I know Roo was discussing mods for the muffler on several saws and since I just received my saw I wanted to set it up right. Going to be breaking the piston/rings in on Husky saw oil / Premium gas and then I'd like to switch to a good air cooled synthetic.

What mods are recommended for the muffler? Should I look into getting a different muffler?


----------



## computeruser (Feb 27, 2007)

Roll over to arboristsite and do a search for "muffler mod".  You'll have more reading than you will know what to do with!

The simple solution on many of the Husqvarna saws is to remove the muffler and drill a second hole beneath (and through) the lower support brace piece, sandwich a screen between the muffler and the brace thingee, and have enjoy the benefits of an uncorked saw.  You may also want to enlarge the existing exhaust outlet, too.  Make sure you richen the carb up (may have to remove limiters, if present) or you will promptly burn your saw up running lean.

Attached is a picture of the modified muffler on my Dolmar 7900.  The stock outlet on the side was substantially enlarged, and the second outlet on the front was added.  This has been a good setup for me, though I would discourage the front-outlet muffler setup if you are running the stock dogs (the short ones) on the saw or intend to be spending lots of time up against the wood you're cutting, as you may catch the wood on fire.


----------



## Roospike (Feb 27, 2007)

Here is the 372xp muffler mods , drill your muffler mounting bracket and your muffler and run a screen between them. the hole willl be about 80% of your exhaust port. no need to buy a different muffler.


----------



## TMonter (Feb 27, 2007)

Where did you buy the screen at Roo?


----------



## Roospike (Feb 27, 2007)

There are places you can find it on line as i have in the past but i tell you what , if you pick up a food colander you get all the screen you need.
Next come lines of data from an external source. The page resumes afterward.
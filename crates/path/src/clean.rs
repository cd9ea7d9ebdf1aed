use crate::error::{ErrorKind, Result};
use exn::ResultExt;
use regex::{NoExpand, Regex};
use std::borrow::Cow;
use std::collections::{BTreeMap, HashMap};

/// Replaces a set of characters in path text.
#[derive(Debug, Clone)]
pub(crate) enum Cleaner {
    Identity,
    Char(char, String),
    Class(Regex, String),
    Map(HashMap<char, String>),
}

impl Cleaner {
    /// `chars` is the inside of a regex character class (`a-z`, `^0-9`).
    pub(crate) fn class(chars: &str, replacement: &str) -> Result<Self> {
        let mut iter = chars.chars();
        Ok(match (iter.next(), iter.next()) {
            (None, _) => Self::Identity,
            (Some(c), None) => Self::Char(c, replacement.to_string()),
            _ => {
                let regex = Regex::new(&format!("[{chars}]")).or_raise(|| ErrorKind::Restrict(chars.to_string()))?;
                Self::Class(regex, replacement.to_string())
            },
        })
    }

    pub(crate) fn map(map: &BTreeMap<char, String>) -> Self {
        Self::Map(map.iter().map(|(c, replacement)| (*c, replacement.clone())).collect())
    }

    pub(crate) fn apply<'a>(&self, text: &'a str) -> Cow<'a, str> {
        match self {
            Self::Identity => Cow::Borrowed(text),
            Self::Char(c, replacement) => match text.contains(*c) {
                true => Cow::Owned(text.replace(*c, replacement)),
                false => Cow::Borrowed(text),
            },
            Self::Class(regex, replacement) => regex.replace_all(text, NoExpand(replacement)),
            Self::Map(map) => match text.chars().any(|c| map.contains_key(&c)) {
                true => Cow::Owned(text.chars().fold(String::with_capacity(text.len()), |mut out, c| {
                    match map.get(&c) {
                        Some(replacement) => out.push_str(replacement),
                        None => out.push(c),
                    }
                    out
                })),
                false => Cow::Borrowed(text),
            },
        }
    }
}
Its very hit and miss at hardware and box stores if you can find any at all and the time you spend running around and a lot of chainsaw dealers dont have it ,i find that just picking of a wire colander just saves a lot of time.


----------



## TMonter (Feb 27, 2007)

Half inch hole or bigger? Also am I going to need to re-jet the carb after this? If so I need to wait as I haven't purchased a tach yet. I would guess I would have to re-jet as I'm changing the way the engine breathes.


----------



## computeruser (Feb 28, 2007)

No need to re-jet, just richen it up.  You may have to remove the limiter caps, or at least grind the limiting "wing" off with a dremel.


----------



## Roospike (Feb 28, 2007)

TMonter said:
			
		

> Half inch hole or bigger? Also am I going to need to re-jet the carb after this? If so I need to wait as I haven't purchased a tach yet. I would guess I would have to re-jet as I'm changing the way the engine breathes.



Muffler mod exhaust hole 11/16 TMonter on your 372xp(w) I would run the break in period on the saw and in that time you can pick up a tach , when your ready mod the muffler ans set the carb . YOur limiter caps will have to come off to be adjusted or take the limit tangs off the limiter caps. No rejeting is required brother.


----------



## hornett22 (Mar 1, 2007)

muffler mod works great but i'd wait til after the break in.you may want to buy an extra muffler at baileys in case you need to take it in for warranty repairs.just a thought.

i left my muffler alone because i don't like the extra noise.just my prefference.i run mine with a 20" bar and stihl rsc chain.doesn't get any smoother.


----------